** PROBLEM REQUIREMENTS **
What is needed here is every line of the records that includes "reddit".

** Collected data entries **
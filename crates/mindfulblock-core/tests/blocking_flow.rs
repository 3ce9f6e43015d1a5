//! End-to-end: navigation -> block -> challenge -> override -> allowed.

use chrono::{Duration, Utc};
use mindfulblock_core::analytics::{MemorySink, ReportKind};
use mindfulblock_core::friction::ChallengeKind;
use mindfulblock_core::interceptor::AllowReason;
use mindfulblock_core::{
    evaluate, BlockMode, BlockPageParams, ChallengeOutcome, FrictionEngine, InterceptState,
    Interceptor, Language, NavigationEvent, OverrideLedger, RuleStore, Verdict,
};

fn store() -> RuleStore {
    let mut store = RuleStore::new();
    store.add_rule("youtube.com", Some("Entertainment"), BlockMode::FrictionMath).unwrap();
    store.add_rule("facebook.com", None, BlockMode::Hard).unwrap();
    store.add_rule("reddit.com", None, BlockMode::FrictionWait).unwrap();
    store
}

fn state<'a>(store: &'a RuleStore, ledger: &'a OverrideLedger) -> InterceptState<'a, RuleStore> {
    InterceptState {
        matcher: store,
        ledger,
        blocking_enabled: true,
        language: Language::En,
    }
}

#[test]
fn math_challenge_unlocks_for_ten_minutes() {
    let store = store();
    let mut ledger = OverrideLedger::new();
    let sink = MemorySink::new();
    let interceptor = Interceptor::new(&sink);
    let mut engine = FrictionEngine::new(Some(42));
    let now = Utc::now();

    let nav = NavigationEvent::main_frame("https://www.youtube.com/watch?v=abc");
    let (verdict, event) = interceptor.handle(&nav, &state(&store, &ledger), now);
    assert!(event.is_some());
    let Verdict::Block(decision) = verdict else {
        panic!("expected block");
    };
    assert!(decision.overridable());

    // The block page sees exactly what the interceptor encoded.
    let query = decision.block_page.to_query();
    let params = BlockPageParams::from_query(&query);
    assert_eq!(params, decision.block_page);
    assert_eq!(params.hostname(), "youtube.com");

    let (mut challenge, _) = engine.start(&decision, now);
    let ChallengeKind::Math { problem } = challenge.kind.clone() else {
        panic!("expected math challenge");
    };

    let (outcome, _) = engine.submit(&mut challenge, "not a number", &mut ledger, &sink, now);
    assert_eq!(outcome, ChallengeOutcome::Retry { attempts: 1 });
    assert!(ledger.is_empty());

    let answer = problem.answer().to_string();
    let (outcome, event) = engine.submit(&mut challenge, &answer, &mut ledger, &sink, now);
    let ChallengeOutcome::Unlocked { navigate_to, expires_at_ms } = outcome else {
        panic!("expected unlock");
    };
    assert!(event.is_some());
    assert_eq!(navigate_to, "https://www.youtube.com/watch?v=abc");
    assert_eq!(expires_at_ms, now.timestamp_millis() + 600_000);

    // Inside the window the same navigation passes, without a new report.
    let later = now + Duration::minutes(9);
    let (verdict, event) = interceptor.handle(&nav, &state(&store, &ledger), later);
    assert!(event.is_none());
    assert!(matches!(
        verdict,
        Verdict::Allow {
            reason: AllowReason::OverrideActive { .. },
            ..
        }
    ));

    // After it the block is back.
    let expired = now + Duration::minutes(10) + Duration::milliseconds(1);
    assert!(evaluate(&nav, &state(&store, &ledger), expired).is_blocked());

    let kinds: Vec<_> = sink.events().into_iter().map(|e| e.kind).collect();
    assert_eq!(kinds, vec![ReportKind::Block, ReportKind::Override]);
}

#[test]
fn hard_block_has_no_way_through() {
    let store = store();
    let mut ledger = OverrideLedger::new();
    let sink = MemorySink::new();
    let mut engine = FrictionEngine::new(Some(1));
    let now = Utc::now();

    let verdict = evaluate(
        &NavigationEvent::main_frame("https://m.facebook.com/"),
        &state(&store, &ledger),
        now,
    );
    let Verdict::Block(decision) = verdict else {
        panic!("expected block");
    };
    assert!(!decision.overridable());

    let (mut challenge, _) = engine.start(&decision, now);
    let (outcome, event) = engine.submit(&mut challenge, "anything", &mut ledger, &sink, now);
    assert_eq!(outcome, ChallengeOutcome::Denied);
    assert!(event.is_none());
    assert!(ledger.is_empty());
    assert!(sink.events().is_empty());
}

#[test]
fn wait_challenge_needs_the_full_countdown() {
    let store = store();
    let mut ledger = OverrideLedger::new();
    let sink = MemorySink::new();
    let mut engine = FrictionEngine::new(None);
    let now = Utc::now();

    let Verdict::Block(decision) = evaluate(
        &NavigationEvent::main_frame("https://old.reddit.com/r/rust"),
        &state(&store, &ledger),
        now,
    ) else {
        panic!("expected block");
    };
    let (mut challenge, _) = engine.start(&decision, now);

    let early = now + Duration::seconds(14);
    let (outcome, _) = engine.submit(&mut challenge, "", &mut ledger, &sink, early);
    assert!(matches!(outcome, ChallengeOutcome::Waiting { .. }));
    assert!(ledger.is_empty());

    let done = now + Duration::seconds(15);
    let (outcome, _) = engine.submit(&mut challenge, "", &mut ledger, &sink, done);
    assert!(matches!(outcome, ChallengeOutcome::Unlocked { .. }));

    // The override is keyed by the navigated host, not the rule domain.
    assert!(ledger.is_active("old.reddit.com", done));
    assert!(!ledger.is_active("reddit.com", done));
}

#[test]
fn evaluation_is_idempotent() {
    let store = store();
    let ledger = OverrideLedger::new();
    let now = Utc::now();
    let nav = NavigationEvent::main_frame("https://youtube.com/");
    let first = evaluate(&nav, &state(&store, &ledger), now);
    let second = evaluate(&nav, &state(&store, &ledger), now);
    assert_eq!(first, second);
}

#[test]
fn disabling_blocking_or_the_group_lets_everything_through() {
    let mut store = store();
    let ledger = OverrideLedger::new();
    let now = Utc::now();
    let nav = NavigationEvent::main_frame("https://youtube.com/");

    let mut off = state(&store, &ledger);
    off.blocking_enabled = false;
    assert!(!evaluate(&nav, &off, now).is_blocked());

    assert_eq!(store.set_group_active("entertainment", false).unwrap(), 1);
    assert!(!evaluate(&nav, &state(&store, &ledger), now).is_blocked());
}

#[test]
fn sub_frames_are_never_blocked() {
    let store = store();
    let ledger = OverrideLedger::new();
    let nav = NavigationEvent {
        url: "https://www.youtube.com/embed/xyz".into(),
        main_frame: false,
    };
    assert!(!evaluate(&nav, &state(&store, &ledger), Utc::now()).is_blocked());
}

** PROBLEM SOLUTION **
    store.add_rule("reddit.com", None, BlockMode::FrictionWait).unwrap();
        &NavigationEvent::main_frame("https://old.reddit.com/r/rust"),
    assert!(ledger.is_active("old.reddit.com", done));
    assert!(!ledger.is_active("reddit.com", done));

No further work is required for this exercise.